Radici (1972)

Piccola Città

Francesco Guccini

Piccola Città da Radici, Francesco Guccini
Piccola Città
Testo
Piccola città, bastardo posto, appena nato ti compresi,
o fu il fato che in tre mesi mi spinse via?
Piccola città, io ti conosco nebbia e fumo, non so darvi
il profumo del ricordo che cambia in meglio;
ma sono qui nei pensieri le strade di ieri, e tornano
visi e dolori e stagioni, amori e mattoni che parlano.

Piccola città, io poi rividi le tue pietre sconosciute,
le tue case diroccate da guerra antica;
mia nemica strana, sei lontana coi peccati, fra macerie
e fra giochi consumati dentro al Florida;
cento finestre, un cortile, le voci, le liti e la miseria:
io, la montagna nel cuore, scoprivo l'odore del dopoguerra.

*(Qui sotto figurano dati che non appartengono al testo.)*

//! # Cache Store
//!
//! Key/value mirror of the record collections, used when the authoritative
//! backend is unreachable and kept warm by the sync facade otherwise.
//!
//! Layout: one `bills_<owner_id>` key per owner holding that owner's bills
//! as a JSON array, and a single `usuarios` key holding all users. Updates
//! and removals are keyed by bill id alone, so they scan every `bills_*`
//! partition; a known cost of the id-only lookup, kept deliberately.

use anyhow::{Context, Result};
use async_trait::async_trait;
use chrono::Utc;
use shared::{generate_record_id, Bill, BillPatch, NewBill, User};
use sqlx::{migrate::MigrateDatabase, Row, Sqlite, SqlitePool};
use std::sync::Arc;
use tracing::{info, warn};

use super::traits::{KeyValueStore, RecordStore};

pub const USERS_KEY: &str = "usuarios";
pub const BILLS_KEY_PREFIX: &str = "bills_";

fn bills_key(owner_id: &str) -> String {
    format!("{}{}", BILLS_KEY_PREFIX, owner_id)
}

/// Record store over an injected key/value handle.
#[derive(Clone)]
pub struct CacheStore {
    kv: Arc<dyn KeyValueStore>,
}

impl CacheStore {
    pub fn new(kv: Arc<dyn KeyValueStore>) -> Self {
        Self { kv }
    }

    async fn read_partition(&self, key: &str) -> Result<Vec<Bill>> {
        match self.kv.get(key).await? {
            Some(raw) => {
                serde_json::from_str(&raw).with_context(|| format!("corrupt cache entry {}", key))
            }
            None => Ok(Vec::new()),
        }
    }

    async fn write_partition(&self, key: &str, bills: &[Bill]) -> Result<()> {
        let raw = serde_json::to_string(bills)?;
        self.kv.put(key, &raw).await
    }

    async fn read_users(&self) -> Result<Vec<User>> {
        match self.kv.get(USERS_KEY).await? {
            Some(raw) => serde_json::from_str(&raw).context("corrupt cached user collection"),
            None => Ok(Vec::new()),
        }
    }

    async fn write_users(&self, users: &[User]) -> Result<()> {
        let raw = serde_json::to_string(users)?;
        self.kv.put(USERS_KEY, &raw).await
    }

    async fn bill_partition_keys(&self) -> Result<Vec<String>> {
        Ok(self
            .kv
            .keys()
            .await?
            .into_iter()
            .filter(|k| k.starts_with(BILLS_KEY_PREFIX))
            .collect())
    }

    /// Replace one owner's entire bill partition with a freshly fetched
    /// collection. Used by the facade after a successful read.
    pub async fn replace_bills(&self, owner_id: &str, bills: &[Bill]) -> Result<()> {
        self.write_partition(&bills_key(owner_id), bills).await
    }

    /// Insert or replace a single bill inside its owner's partition. Used by
    /// the facade after a successful write, so the cache stays consistent
    /// without a full refetch.
    pub async fn upsert_bill(&self, bill: &Bill) -> Result<()> {
        let key = bills_key(&bill.owner_id);
        let mut bills = self.read_partition(&key).await?;
        match bills.iter_mut().find(|b| b.id == bill.id) {
            Some(existing) => *existing = bill.clone(),
            None => bills.push(bill.clone()),
        }
        self.write_partition(&key, &bills).await
    }

    /// Insert or replace a single user in the cached user collection.
    pub async fn upsert_user(&self, user: &User) -> Result<()> {
        let mut users = self.read_users().await?;
        match users.iter_mut().find(|u| u.id == user.id) {
            Some(existing) => *existing = user.clone(),
            None => users.push(user.clone()),
        }
        self.write_users(&users).await
    }
}

#[async_trait]
impl RecordStore for CacheStore {
    async fn list_bills(&self, owner_id: &str) -> Result<Vec<Bill>> {
        let mut bills = self.read_partition(&bills_key(owner_id)).await?;
        bills.sort_by_key(|b| b.due_date);
        Ok(bills)
    }

    async fn add_bill(&self, draft: NewBill) -> Result<Bill> {
        let key = bills_key(&draft.owner_id);
        let mut bills = self.read_partition(&key).await?;
        let bill = draft.into_bill(generate_record_id(), Utc::now());
        bills.push(bill.clone());
        self.write_partition(&key, &bills).await?;
        info!("cached new bill {}", bill.id);
        Ok(bill)
    }

    async fn update_bill(&self, id: &str, patch: &BillPatch) -> Result<bool> {
        // The caller supplies only the bill id, so every owner partition is
        // a candidate; mutate the first one that contains the record.
        for key in self.bill_partition_keys().await? {
            let mut bills = self.read_partition(&key).await?;
            if let Some(bill) = bills.iter_mut().find(|b| b.id == id) {
                patch.apply_to(bill);
                self.write_partition(&key, &bills).await?;
                return Ok(true);
            }
        }
        warn!("bill not found in any cached partition: {}", id);
        Ok(false)
    }

    async fn remove_bill(&self, id: &str) -> Result<bool> {
        for key in self.bill_partition_keys().await? {
            let mut bills = self.read_partition(&key).await?;
            let before = bills.len();
            bills.retain(|b| b.id != id);
            if bills.len() != before {
                self.write_partition(&key, &bills).await?;
                return Ok(true);
            }
        }
        warn!("bill not found in any cached partition: {}", id);
        Ok(false)
    }

    async fn find_user(&self, username: &str) -> Result<Option<User>> {
        Ok(self
            .read_users()
            .await?
            .into_iter()
            .find(|u| u.username == username))
    }

    async fn create_user(&self, username: &str, password: &str) -> Result<User> {
        let mut users = self.read_users().await?;
        let user = User {
            id: generate_record_id(),
            username: username.to_string(),
            password: password.to_string(),
            created_at: Utc::now(),
        };
        users.push(user.clone());
        self.write_users(&users).await?;
        info!("cached new user {}", user.username);
        Ok(user)
    }
}

/// SQLite-backed key/value handle: a single `key_values` table.
#[derive(Clone)]
pub struct SqliteKeyValue {
    pool: Arc<SqlitePool>,
}

impl SqliteKeyValue {
    pub async fn new(url: &str) -> Result<Self> {
        if !Sqlite::database_exists(url).await.unwrap_or(false) {
            Sqlite::create_database(url).await?;
        }

        let pool = SqlitePool::connect(url).await?;

        sqlx::query(
            r#"
            CREATE TABLE IF NOT EXISTS key_values (
                key TEXT PRIMARY KEY,
                value TEXT NOT NULL
            );
            "#,
        )
        .execute(&pool)
        .await?;

        Ok(Self {
            pool: Arc::new(pool),
        })
    }

    /// A throwaway in-memory database with a unique name per test.
    #[cfg(test)]
    pub async fn init_test() -> Result<Self> {
        let test_id = uuid::Uuid::new_v4().to_string();
        let url = format!("file:memdb_{}?mode=memory&cache=shared", test_id);
        Self::new(&url).await
    }
}

#[async_trait]
impl KeyValueStore for SqliteKeyValue {
    async fn get(&self, key: &str) -> Result<Option<String>> {
        let row = sqlx::query("SELECT value FROM key_values WHERE key = ?")
            .bind(key)
            .fetch_optional(&*self.pool)
            .await?;
        Ok(row.map(|r| r.get("value")))
    }

    async fn put(&self, key: &str, value: &str) -> Result<()> {
        sqlx::query("INSERT OR REPLACE INTO key_values (key, value) VALUES (?, ?)")
            .bind(key)
            .bind(value)
            .execute(&*self.pool)
            .await?;
        Ok(())
    }

    async fn remove(&self, key: &str) -> Result<bool> {
        let result = sqlx::query("DELETE FROM key_values WHERE key = ?")
            .bind(key)
            .execute(&*self.pool)
            .await?;
        Ok(result.rows_affected() > 0)
    }

    async fn keys(&self) -> Result<Vec<String>> {
        let rows = sqlx::query("SELECT key FROM key_values")
            .fetch_all(&*self.pool)
            .await?;
        Ok(rows.iter().map(|row| row.get("key")).collect())
    }
}
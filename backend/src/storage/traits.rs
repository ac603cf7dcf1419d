//! # Storage Traits
//!
//! Abstractions that let the sync facade treat the remote service, the local
//! JSON documents, and the key/value cache as interchangeable backends.

use anyhow::Result;
use async_trait::async_trait;
use shared::{Bill, BillPatch, NewBill, User};

/// The record-management contract every storage backend implements.
///
/// All three implementations (remote relational service, local JSON files,
/// key/value cache) must behave identically: same filtering, same sort
/// order, same id generation, same field-merge-on-update. Not-found is a
/// value (`false` / `None`), never an error; `Err` means the backend itself
/// failed and the caller may try another one.
#[async_trait]
pub trait RecordStore: Send + Sync {
    /// List one owner's bills, sorted ascending by due date.
    async fn list_bills(&self, owner_id: &str) -> Result<Vec<Bill>>;

    /// Insert a bill, assigning `id` and `created_at`, and return the
    /// stored record.
    async fn add_bill(&self, draft: NewBill) -> Result<Bill>;

    /// Merge the present patch fields into the bill with the given id.
    /// Returns `false` when no such bill exists.
    async fn update_bill(&self, id: &str, patch: &BillPatch) -> Result<bool>;

    /// Permanently delete a bill. Returns `false` when no such bill exists.
    async fn remove_bill(&self, id: &str) -> Result<bool>;

    /// Look up a user by username.
    async fn find_user(&self, username: &str) -> Result<Option<User>>;

    /// Insert a user, assigning `id` and `created_at`, and return the
    /// stored record.
    async fn create_user(&self, username: &str, password: &str) -> Result<User>;
}

/// A minimal key/value handle backing the cache store.
///
/// Injected rather than ambient so tests can substitute an in-memory fake
/// for the SQLite table used in production.
#[async_trait]
pub trait KeyValueStore: Send + Sync {
    async fn get(&self, key: &str) -> Result<Option<String>>;

    async fn put(&self, key: &str, value: &str) -> Result<()>;

    /// Returns `true` if the key existed.
    async fn remove(&self, key: &str) -> Result<bool>;

    /// Every key currently present, in no particular order.
    async fn keys(&self) -> Result<Vec<String>>;
}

Piccola città, vetrate viola, primi giorni della scuola,
la parola e il mesto odore di religione;
vecchie suore nere, con che fede in quelle sere avete dato
a noi il senso di peccato e di espiazione!
Gli occhi guardavano voi ma sognavan gli eroi, le armi e la bilia;
correva la fantasia verso la prateria, fra la Via Emilia e il West.

Sciocca adolescenza, falsa e stupida innocenza, continenza,
vuoto mito americano di terza mano;
pubertà infelice, spesso urlata a mezza voce, a toni acuti,
casti affetti denigrati, cercati invano;
se penso a un giorno o a un momento ritrovo soltanto malinconia;
è tutto un incubo scuro, un periodo di buio gettato via.

Piccola città, vecchia bambina, che mi fu tanto fedele,
a cui fui tanto fedele, tre lunghi mesi;
angoli di strada, testimoni degli erotici miei sogni,
frustrazioni e amori a vuoto, mai compresi.
Dove sei ora, che fai? Neghi ancora o ti dài, sabato sera?
Quelle di adesso disprezzi o invidi e singhiozzi se passano davanti a te?

Piccola città, vecchi cortili, sogni e di primaverili, rime e fedi giovanili,
bimbe ora vecchie; piango e non rimpiango la tua polvere e il tuo fango,
le tue vite, le tue pietre, l'oro e il marmo, le catapecchie;
così diversa sei adesso, io son sempre lo stesso, sempre diverso:
cerco le notti ed il fiasco, se muoio rinasco, finché non finirà.
Piccola Città
note e significato

Piccola Città narra dell'adolescenza di Guccini, trascorsa in buona parte a Modena. Come si può intuire dal testo della canzone, quello di Modena non è stato un periodo molto felice per l'autore. A tal proposito Guccini racconta:

Modena è per me l'esilio da Pàvana e l'attesa di Bologna. Modena è 'mia nemica strana', la mia adolescenza, il periodo forse più tragico della mia vita perché nell'immediato dopoguerra le aspettative e le speranze erano tante e le possibilità di realizzarle quasi nulle. Se aggiungiamo che 'Piccola Città' la scrissi in un periodo bolognese molto felice, ecco che si capisce il senso della canzone.

La canzone dice tutto il mio pensiero su Modena, dove fra la via Emilia e il West era l'angolo tra via Cucchiari, dove abitavo, e Sinigaglia, dove andavamo a ballare al Florida, sala che poi è diventata sede della Caserma della Finanza. Allora, lì, per strada, nei campi, giocavamo. Con la bicicletta, andavamo con la "mina" fino a via Morane, che era campagna aperta. Oggi ci sono enormi casermoni, uno dopo l'altro. Il centro, lo conosco. Ma la città, la sua periferia esplosa senza alcun ordine non la riconosco

A Modena si sono anche conosciuti i genitori di Guccini: il padre Ferruccio (1911 - 1990), toscano di Pàvana e la madre Ester Prandi (1914 - 2009), originaria di Carpi.

Mio padre aveva vinto un concorso alle Poste di Modena. Mamma aveva tre fratelli e tre sorelle. Un suo collega, zio Walter, era fidanzato con una di loro, e disse al babbo: vieni a Carpi con me, ci sono un mucchio di donne. Arrivarono in bicicletta. Ricordo quando andavamo a trovare i nonni, che parlavano solo dialetto emiliano: mio padre restava in disparte. Tutti pensavano che fosse serio, severo; in realtà non capiva una parola.